Dank digitaler Formulare: Bereits zwei Drittel der Fahrgastrechte-Entschädigungen an Kund:innen ausgezahlt

Die Reisenden haben sich bereits seit Beginn des dritten GDL-Streiks intensiv über ihre Reisemöglichkeiten und die umfangreichen Kulanzen informiert. Seit der Streikankündigung am vergangenen Montag wurden die Informationsseiten zum Streik rund 3 Millionen Mal aufgerufen. Das digitale Kulanzformular wurde intensiv genutzt, ebenso wie das neue digitale Entschädigungstool für Fahrgastrechte. Mit ihm können Kund:innen seit Juni ihre Fahrgastrechte schnell und mit wenigen Klicks online geltend machen. Zwei Drittel der bisher eingegangenen Fahrgastrechteanträge sind bereits bearbeitet und zur Auszahlung angewiesen. Insbesondere die digitalen Anträge werden zu einem hohen Anteil innerhalb von 2 Tagen nach Einreichung bearbeitet. Kund:innen, die aufgrund eines Zugausfalls eine Erstattung des Fahrscheins wünschen, empfehlen wir die Nutzung des Fahrgastrechteantrag statt des Kulanzantrages.
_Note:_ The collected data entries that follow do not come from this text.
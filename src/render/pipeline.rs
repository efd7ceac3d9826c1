use rand::{Rng, SeedableRng, rngs::StdRng};

use crate::{
    foundation::error::WeaveResult,
    render::{
        backend::GraphicsBackend,
        frame::{AnimationState, FrameRenderer, FrameStatus},
    },
};

/// Counters reported by [`drive`].
#[derive(Clone, Copy, Debug, Default, PartialEq, Eq)]
pub struct RunStats {
    pub frames_rendered: u64,
    pub stopped: bool,
}

/// RNG for a run: seeded when `seed` is set, otherwise from OS entropy.
pub fn rng_for_seed(seed: Option<u64>) -> StdRng {
    match seed {
        Some(seed) => StdRng::seed_from_u64(seed),
        None => StdRng::from_entropy(),
    }
}

/// Minimal animation loop: call the renderer until it reports stop or `frame_budget` calls
/// have been made.
///
/// Interactive drivers own their own loop and call [`FrameRenderer::render_frame`] once per
/// refresh; this one exists for offline rendering.
pub fn drive<R: Rng + ?Sized>(
    renderer: &FrameRenderer,
    state: &mut AnimationState,
    backend: &mut dyn GraphicsBackend,
    rng: &mut R,
    frame_budget: Option<u64>,
) -> WeaveResult<RunStats> {
    let mut stats = RunStats::default();
    while !state.is_stopped() && !backend.stop_requested() {
        if frame_budget.is_some_and(|max| stats.frames_rendered >= max) {
            break;
        }
        let first = state.frame();
        let status = renderer.render_frame(state, backend, rng)?;
        if state.frame() != first {
            stats.frames_rendered += 1;
        }
        if status == FrameStatus::Stop {
            break;
        }
    }
    stats.stopped = state.is_stopped();
    tracing::info!(
        frames = stats.frames_rendered,
        stopped = stats.stopped,
        "animation loop exited"
    );
    Ok(stats)
}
Nach wie vor können die Tickets, die für den Streikzeitraum erworben wurden, flexibel genutzt werden. Dies gilt auch für Reisen für den morgigen Tag. Alle bereits gebuchten Fahrkarten des Fernverkehrs für Strecken, die vom 2. bis einschließlich 7. September vom GDL-Streik betroffen sind, behalten ihre Gültigkeit. Sie können noch bis einschließlich 17. September flexibel genutzt werden. Bei Sparpreisen und Super Sparpreisen ist die Zugbindung aufgehoben. Für die Weiterfahrt können auch andere Züge genutzt werden, dies gilt auch für Züge des Nahverkehrs (RE, RB, IRE und S-Bahn).